L’Extrême-Occident

Il est nécessaire de mettre à part ce qui concerne le nord-ouest de l’Europe, c’est-à-dire l’ensemble des îles Britanniques, car le relatif éloignement de ces îles par rapport au continent a toujours contribué à la conservation d’un état d’esprit qui remonte aux époques préchrétiennes, au-delà même de la période celtique, état d’esprit qui se manifeste autant dans les coutumes que dans une tradition écrite ou orale particulièrement riche en éléments de réflexion. Ici, la vie spirituelle, tout imprégnée de christianisme qu’elle soit, apparaît très différente de celle du continent, et cela aussi bien chez les divers protestants que chez les catholiques, même si ces derniers affichent – du moins actuellement – une soumission sans faille à l’autorité romaine.

Ce qui surprend en Grande-Bretagne, c’est l’absence complète de lieux de pèlerinage à la Vierge Marie. Or l’anglicanisme, religion officielle du Royaume-Uni et dont la reine est le chef, n’a jamais rejeté le culte rendu à la mère de Jésus. Il est vrai que l’influence des calvinistes écossais, qu’on appelle les presbytériens, ainsi que celle des méthodistes gallois ont contribué à occulter la dévotion mariale, surtout au cours des troubles religieux des XVIe et XVIIe siècles, et la minorité catholique du pays, pourtant assez puissante, n’a pas réussi à inverser cette tendance : le culte de la Vierge s’est réfugié dans des coutumes populaires ancestrales et dans l’évocation d’un passé préchrétien.

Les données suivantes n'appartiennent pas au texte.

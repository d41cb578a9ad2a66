//! RAPID gate stage (spec.md §3, §4.2): a confidence check between routing
//! and the main pipeline body that may return a clarifying question instead
//! of proceeding.

use async_trait::async_trait;
use std::time::Instant;

use crate::domain::{PipelineState, RapidDecision, TaskType};
use crate::heuristics::{can_answer_directly, is_personal_question, is_simple_conversation, is_simple_shell_command};
use crate::pipeline::{Stage, StageContext};

/// Inputs at or below this word count are eligible for the
/// ambiguity-triggered clarification path (spec.md §4.2: "If the input is
/// short AND ambiguous AND confidence is below threshold").
const SHORT_INPUT_WORD_LIMIT: usize = 5;

pub struct RapidGateStage;

#[async_trait]
impl Stage for RapidGateStage {
    fn name(&self) -> &'static str {
        "rapid_gate"
    }

    async fn execute(&self, ctx: &StageContext, state: &mut PipelineState) {
        let started = Instant::now();

        let rapid_config = ctx.config.rapid;
        let skip = !rapid_config.enabled
            || (rapid_config.skip_in_voice_mode && state.request.context.voice_mode)
            || is_trivially_answerable(&state.request.input);

        if skip {
            let confidence = state.routing.as_ref().map(|r| r.confidence).unwrap_or(1.0);
            state.rapid = Some(RapidDecision::proceed(confidence));
            state.stage_durations.insert(self.name().to_string(), started.elapsed());
            return;
        }

        let confidence = state.routing.as_ref().map(|r| r.confidence).unwrap_or(0.0);
        let task_type = state.routing.as_ref().map(|r| r.task_type).unwrap_or(TaskType::General);
        let word_count = state.request.input.split_whitespace().count();
        let short = word_count <= SHORT_INPUT_WORD_LIMIT;
        let ambiguous = confidence < rapid_config.min_confidence;

        if short && ambiguous {
            let question = clarification_question(task_type, &state.request.input);
            state.response_content = Some(question.clone());
            state.rapid = Some(RapidDecision::clarification(confidence, question));
        } else if ambiguous {
            let assumptions = vec![format!("assuming this is a {} task", task_type_name(task_type))];
            state.rapid = Some(RapidDecision::proceed_with_assumptions(confidence, assumptions));
        } else {
            state.rapid = Some(RapidDecision::proceed(confidence));
        }

        state.stage_durations.insert(self.name().to_string(), started.elapsed());
    }
}

fn is_trivially_answerable(input: &str) -> bool {
    is_simple_shell_command(input)
        || is_simple_conversation(input)
        || is_personal_question(input)
        || can_answer_directly(input)
}

fn clarification_question(task_type: TaskType, input: &str) -> String {
    format!(
        "Before I proceed with this {} request (\"{}\"), could you clarify what specifically you'd like done?",
        task_type_name(task_type),
        input.trim()
    )
}

fn task_type_name(task_type: TaskType) -> &'static str {
    match task_type {
        TaskType::General => "general",
        TaskType::CodeGen => "code generation",
        TaskType::Debug => "debugging",
        TaskType::Review => "review",
        TaskType::Planning => "planning",
        TaskType::Infrastructure => "infrastructure",
        TaskType::Explain => "explanation",
        TaskType::Refactor => "refactoring",
    }
}
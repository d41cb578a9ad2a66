//! Cron scheduler for background maintenance (spec.md §4.7): "run named
//! jobs on cron expressions. Operations: `AddJob(cron_expr, fn) → handle`,
//! `Start`, `Stop` (waits for in-flight jobs). The canonical job is a
//! nightly sleep-cycle trigger that calls into a brain client; a
//! memory-jobs component runs periodic maintenance (decay, deduplication,
//! linking) on enhanced memory stores."

mod jobs;

pub use jobs::{MemoryJobs, SleepCycleTrigger};

use std::future::Future;
use std::pin::Pin;
use std::str::FromStr;
use std::sync::atomic::{AtomicBool, Ordering};
use std::sync::Arc;

use chrono::Utc;
use cron::Schedule;
use eyre::{eyre, Result};
use tokio::sync::Mutex;
use tokio::task::JoinHandle;
use tracing::{debug, error, info, warn};

/// A job action: an async closure with no input or output, boxed so the
/// scheduler can hold a heterogeneous job table.
pub type JobAction = Arc<dyn Fn() -> Pin<Box<dyn Future<Output = Result<()>> + Send>> + Send + Sync>;

/// One scheduled entry (spec.md §3, "Scheduler Entry").
pub struct ScheduledJob {
    pub name: String,
    pub cron_expression: String,
    schedule: Schedule,
    action: JobAction,
    pub last_run: Mutex<Option<chrono::DateTime<Utc>>>,
}

/// Prepend a `0` seconds field to a standard 5-field cron expression so it
/// parses with the `cron` crate, which requires 6 (seconds-first) or 7
/// (with year) fields. 6/7-field input passes through unchanged.
fn normalize_cron(expression: &str) -> String {
    match expression.split_whitespace().count() {
        5 => format!("0 {expression}"),
        _ => expression.to_string(),
    }
}

impl ScheduledJob {
    fn new(name: impl Into<String>, cron_expression: impl Into<String>, action: JobAction) -> Result<Self> {
        let cron_expression = cron_expression.into();
        let normalized = normalize_cron(&cron_expression);
        let schedule = Schedule::from_str(&normalized).map_err(|e| eyre!("invalid cron expression `{cron_expression}`: {e}"))?;
        Ok(Self {
            name: name.into(),
            cron_expression,
            schedule,
            action,
            last_run: Mutex::new(None),
        })
    }

    pub fn next_run(&self) -> Option<chrono::DateTime<Utc>> {
        self.schedule.upcoming(Utc).next()
    }
}

/// A handle returned by `AddJob`, usable to remove the job later.
#[derive(Debug, Clone, Copy, PartialEq, Eq, Hash)]
pub struct JobHandle(usize);

struct Inner {
    jobs: Vec<Arc<ScheduledJob>>,
}

/// Runs named jobs on cron expressions (spec.md §4.7).
pub struct Scheduler {
    inner: Mutex<Inner>,
    running: AtomicBool,
    poll_interval: std::time::Duration,
    tick_handle: Mutex<Option<JoinHandle<()>>>,
}

impl Scheduler {
    pub fn new() -> Self {
        Self {
            inner: Mutex::new(Inner { jobs: Vec::new() }),
            running: AtomicBool::new(false),
            poll_interval: std::time::Duration::from_secs(30),
            tick_handle: Mutex::new(None),
        }
    }

    #[cfg(test)]
    fn with_poll_interval(poll_interval: std::time::Duration) -> Self {
        Self {
            poll_interval,
            ..Self::new()
        }
    }

    /// Register a job. Valid before or after `Start`.
    pub async fn add_job(&self, name: impl Into<String>, cron_expression: impl Into<String>, action: JobAction) -> Result<JobHandle> {
        let job = Arc::new(ScheduledJob::new(name, cron_expression, action)?);
        let mut inner = self.inner.lock().await;
        inner.jobs.push(job);
        Ok(JobHandle(inner.jobs.len() - 1))
    }

    /// Register the canonical nightly sleep-cycle job at 03:00 local time
    /// (spec.md §3: "The canonical entry schedules a nightly 'sleep cycle'
    /// at 03:00 local time").
    pub async fn add_sleep_cycle(&self, trigger: Arc<dyn SleepCycleTrigger>) -> Result<JobHandle> {
        let action: JobAction = Arc::new(move || {
            let trigger = trigger.clone();
            Box::pin(async move { trigger.run().await })
        });
        self.add_job("sleep_cycle", "0 3 * * *", action).await
    }

    /// Start the background polling loop. Idempotent: calling twice is a no-op.
    pub fn start(self: &Arc<Self>) {
        if self.running.swap(true, Ordering::SeqCst) {
            debug!("Scheduler::start: already running");
            return;
        }
        info!("Scheduler::start: beginning cron poll loop");
        let scheduler = self.clone();
        let handle = tokio::spawn(async move {
            scheduler.poll_loop().await;
        });
        if let Ok(mut guard) = self.tick_handle.try_lock() {
            *guard = Some(handle);
        }
    }

    /// Stop the scheduler, waiting for any in-flight job run to finish.
    pub async fn stop(&self) {
        info!("Scheduler::stop: stopping cron poll loop");
        self.running.store(false, Ordering::SeqCst);
        if let Some(handle) = self.tick_handle.lock().await.take() {
            let _ = handle.await;
        }
    }

    async fn poll_loop(self: Arc<Self>) {
        let mut interval = tokio::time::interval(self.poll_interval);
        while self.running.load(Ordering::SeqCst) {
            interval.tick().await;
            self.tick().await;
        }
    }

    /// Run any job whose next scheduled fire time has passed since its last
    /// run. Exposed separately from `poll_loop` so tests can drive ticks
    /// deterministically without sleeping.
    pub async fn tick(&self) {
        let jobs = {
            let inner = self.inner.lock().await;
            inner.jobs.clone()
        };

        for job in jobs {
            if self.due(&job).await {
                let mut last_run = job.last_run.lock().await;
                *last_run = Some(Utc::now());
                drop(last_run);

                let name = job.name.clone();
                let action = job.action.clone();
                tokio::spawn(async move {
                    debug!(job = %name, "Scheduler: running job");
                    if let Err(e) = action().await {
                        error!(job = %name, error = %e, "Scheduler: job failed");
                    }
                });
            }
        }
    }

    async fn due(&self, job: &ScheduledJob) -> bool {
        let last_run = *job.last_run.lock().await;
        match job.schedule.upcoming(Utc).take(1).next() {
            Some(next) => match last_run {
                None => next <= Utc::now() + chrono::Duration::seconds(1),
                Some(last) => next > last && next <= Utc::now(),
            },
            None => {
                warn!(job = %job.name, "Scheduler: job has no upcoming fire time");
                false
            }
        }
    }
}

impl Default for Scheduler {
    fn default() -> Self {
        Self::new()
    }
}

#[cfg(test)]
mod tests {
    use super::*;
    use std::sync::atomic::AtomicU32;

    #[tokio::test]
    async fn add_job_rejects_invalid_cron_expression() {
        let scheduler = Scheduler::new();
        let action: JobAction = Arc::new(|| Box::pin(async { Ok(()) }));
        let result = scheduler.add_job("bad", "not a cron expression", action).await;
        assert!(result.is_err());
    }

    #[tokio::test]
    async fn tick_runs_job_whose_schedule_has_elapsed() {
        let scheduler = Scheduler::new();
        let counter = Arc::new(AtomicU32::new(0));
        let counter_clone = counter.clone();
        let action: JobAction = Arc::new(move || {
            let counter = counter_clone.clone();
            Box::pin(async move {
                counter.fetch_add(1, Ordering::SeqCst);
                Ok(())
            })
        });
        scheduler.add_job("every_second", "* * * * * *", action).await.unwrap();

        scheduler.tick().await;
        tokio::time::sleep(std::time::Duration::from_millis(50)).await;
        assert_eq!(counter.load(Ordering::SeqCst), 1);
    }

    #[tokio::test]
    async fn add_job_accepts_standard_5_field_cron_expression() {
        let scheduler = Scheduler::new();
        let action: JobAction = Arc::new(|| Box::pin(async { Ok(()) }));
        let result = scheduler.add_job("nightly", "0 3 * * *", action).await;
        assert!(result.is_ok());
    }

    #[test]
    fn normalize_cron_prepends_seconds_field_to_5_field_expressions() {
        assert_eq!(normalize_cron("0 3 * * *"), "0 0 3 * * *");
        assert_eq!(normalize_cron("* * * * * *"), "* * * * * *");
    }

    #[tokio::test]
    async fn sleep_cycle_job_is_registered_with_canonical_cron_expression() {
        let scheduler = Scheduler::new();
        struct NoopTrigger;
        #[async_trait::async_trait]
        impl SleepCycleTrigger for NoopTrigger {
            async fn run(&self) -> Result<()> {
                Ok(())
            }
        }
        let handle = scheduler.add_sleep_cycle(Arc::new(NoopTrigger)).await.unwrap();
        assert_eq!(handle, JobHandle(0));
    }

    #[tokio::test]
    async fn start_is_idempotent() {
        let scheduler = Arc::new(Scheduler::with_poll_interval(std::time::Duration::from_secs(3600)));
        scheduler.start();
        scheduler.start();
        scheduler.stop().await;
    }
}
//! Response and token metrics, per spec.md §3.

use chrono::{DateTime, Utc};
use std::collections::HashMap;
use std::time::Duration;

use crate::providers::is_local_provider;
use crate::tools::ToolResult;

use super::{KnowledgeHit, RoutingDecision};

/// Split of accumulated token usage between local and externally-hosted
/// providers, inferred from whichever provider names were actually used
/// during the request (spec.md §3: "splits accumulated tokens into local
/// vs external by inferred provider").
#[derive(Debug, Clone, Copy, Default, PartialEq, Eq)]
pub struct TokenMetrics {
    pub local_tokens: u64,
    pub external_tokens: u64,
}

impl TokenMetrics {
    /// Classify `tokens` as local or external using `provider_hint` when the
    /// caller knows its own provider, falling back to name-based inference
    /// otherwise (spec.md §9, Open Question on `"unknown"` providers).
    pub fn record(&mut self, tokens: u64, provider_hint: Option<&str>) {
        let is_local = match provider_hint {
            Some(p) => is_local_provider(p),
            None => false,
        };
        if is_local {
            self.local_tokens += tokens;
        } else {
            self.external_tokens += tokens;
        }
    }
}

/// The single response produced for a [`Request`](super::Request)
/// (spec.md §3).
#[derive(Debug, Clone)]
pub struct Response {
    pub request_id: String,
    pub success: bool,
    pub content: String,
    pub tool_results: Vec<(String, ToolResult)>,
    pub knowledge_used: Vec<KnowledgeHit>,
    pub routing: Option<RoutingDecision>,
    pub error: Option<String>,
    pub metadata: HashMap<String, serde_json::Value>,
    pub duration: Duration,
    pub timestamp: DateTime<Utc>,
    pub token_metrics: TokenMetrics,
    pub cancelled: bool,
}

impl Response {
    /// Construct the response builder result from a finished
    /// [`PipelineState`](super::PipelineState). The response builder
    /// "consolidates all recorded errors into a single joined message"
    /// (spec.md §7, Propagation policy).
    pub fn from_state(state: super::PipelineState, duration: Duration) -> Self {
        let error = if state.errors.is_empty() {
            None
        } else {
            Some(state.errors.join("; "))
        };
        let success = error.is_none() && !state.cancelled;

        let mut metadata = state.metadata;
        if state.cancelled {
            metadata.insert("cancelled".to_string(), serde_json::Value::Bool(true));
        }

        let token_metrics = TokenMetrics {
            local_tokens: state.token_usage_local,
            external_tokens: state.token_usage_external,
        };

        Self {
            request_id: state.request.id,
            success,
            content: state.response_content.unwrap_or_default(),
            tool_results: state.tool_results,
            knowledge_used: state.knowledge_hits,
            routing: state.routing,
            error,
            metadata,
            duration,
            timestamp: Utc::now(),
            token_metrics,
            cancelled: state.cancelled,
        }
    }
}
//! cortex-memory - persistent user/project memory and archival knowledge
//!
//! Backs `GetUserMemory` / `UpdateUserMemory` / `GetProjectMemory` /
//! `SearchArchival` / `InsertArchival` / `GetToolDefinitions` for callers
//! that configure a memory coordinator, via a single SQLite file.
//!
//! # Example
//!
//! ```ignore
//! use cortex_memory::Store;
//!
//! let store = Store::open("memory.sqlite3")?;
//! store.update_user_memory("name", "Ada")?;
//! let hits = store.search_archival("dark mode", &["preference".into()], 5)?;
//! ```

pub mod cli;
pub mod config;
pub mod error;
mod store;

pub use error::MemoryError;
pub use store::{ArchivalEntry, Filter, FilterOp, IndexValue, ProjectMemoryRow, Record, Store, ToolDefinitionRow, UserMemoryRow};
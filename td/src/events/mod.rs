//! Event Bus Architecture for orchestrator observability
//!
//! Every significant orchestrator action emits an event. Consumers (the
//! file logger, and eventually external callers) subscribe to the bus.
//!
//! # Architecture
//!
//! ```text
//! ┌─────────────────────────────────────────────────────────────┐
//! │                       EVENT BUS                              │
//! │            (tokio::sync::broadcast channel)                  │
//! └─────────────────────────────────────────────────────────────┘
//!         ↑               ↑               ↑               ↑
//!     Pipeline        Lobe Executive   Coordinators    Orchestrator
//!     emits:          emits:           emit:           emits:
//!     - RequestReceived - AgentStarted - MemoryUpdated - ModeChanged
//!     - ToolExecuted     - AgentCompleted - TemplateUsed - Interrupt
//!         ↓               ↓               ↓               ↓
//!              ┌────────────────────────────────┐
//!              │     File Logger (.jsonl)        │
//!              └────────────────────────────────┘
//! ```
//!
//! # Usage
//!
//! ```rust,ignore
//! use cortex::events::{EventBus, EventEmitter};
//! use std::sync::Arc;
//!
//! let event_bus = Arc::new(EventBus::with_default_capacity());
//! let emitter = event_bus.emitter_for("request-123");
//!
//! emitter.request_received("explain this error");
//! emitter.agent_started("reasoning");
//!
//! let mut rx = event_bus.subscribe();
//! while let Ok(event) = rx.recv().await {
//!     println!("Event: {:?}", event);
//! }
//! ```

mod bus;
mod logger;
mod types;

pub use bus::{DEFAULT_CHANNEL_CAPACITY, EventBus, EventEmitter, create_event_bus};
pub use logger::{EventLogger, read_request_events, replay_request_events, spawn_event_logger};
pub use types::{Event, EventLogEntry};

On sait que les Celtes, occupants incontestables des îles Britanniques depuis au moins l’an 500 avant notre ère, ne bâtissaient point de temples et que leurs druides officiaient au milieu de la nature dans ce qu’on appelle le nemeton. On sait également qu’ils ne voulaient pas représenter la divinité par des figures anthropomorphiques et qu’ils se contentaient de formes symboliques ou géométriques, suivant en cela leurs prédécesseurs, les constructeurs de mégalithes qui représentaient la Grande Déesse funéraire en lignes courbes, concentriques ou spiralées sur les parois de nombreux tertres néolithiques. Il faut attendre la conquête romaine pour qu’apparaissent des temples en pierre et des statues représentant des divinités, lesquelles sont le résultat d’une synthèse entre les croyances locales et les formes empruntées à l’art méditerranéen. Car si les Romains n’ont pas vraiment conquis en profondeur l’île de Bretagne, ils y ont cependant laissé des vestiges très importants dans un style qu’on peut qualifier de britto-romain.

Les ruines britto-romaines les plus connues sont celles de Bath, ville thermale très fréquentée, l’ancienne Aquae Sulis qui avait été placée sous le nom d’une déesse Sul, assimilée à la Minerve gallo-romaine. Cette Sul, dont on a retrouvé des statues à Bath, est en fait le Soleil personnifié, du genre féminin comme il se doit dans les anciennes langues celtiques : son patronage des sources guérisseuses de Bath s’imposait donc, même si on a mêlé à ses fonctions principales la sagesse et la connaissance qui sont les attributs de Minerve. Tout semble s’être passé comme si l’on avait englobé sous cette appellation la Grande Déesse primitive, dispensatrice de chaleur, de fécondité, de vie par conséquent, et aussi de science.

Au sud du pays de Galles, à Caerleon-sur-Wysg (célèbre grâce aux romans de la Table ronde), l’ancienne Isca Silurum, position romaine stratégique au milieu du peuple des Silures, on retrouve également des vestiges britto-romains sur une très large superficie. Et là se dressait un temple à la déesse Némésis, résultat d’un curieux syncrétisme gréco-romano-celtique. En Grèce, Némésis était un des aspects fonctionnels, en l’occurrence la vengeance ou la justice immanente, de la Grande Déesse, quel que fût son nom. En île de Bretagne elle recouvrait sans doute le concept très abstrait de destinée, ce que les Grecs appelaient anangkê et les Romains fatum. Il semble que les occupants romains aient été très sensibles à cette notion de destin, sans doute à la suite de leurs contacts, tant cordiaux qu’antagonistes, avec les populations bretonnes et leurs spéculations métaphysiques. Car les sanctuaires dédiés à Némésis ne sont pas rares en Grande-Bretagne : on en trouve un à Chester, autre établissement romain important entre le pays de Galles et le nord de l’île, et ce sanctuaire est voisin d’un temple de Minerve, laquelle recouvre encore ici, semble-t-il, la totalité des fonctions de la divinité féminine.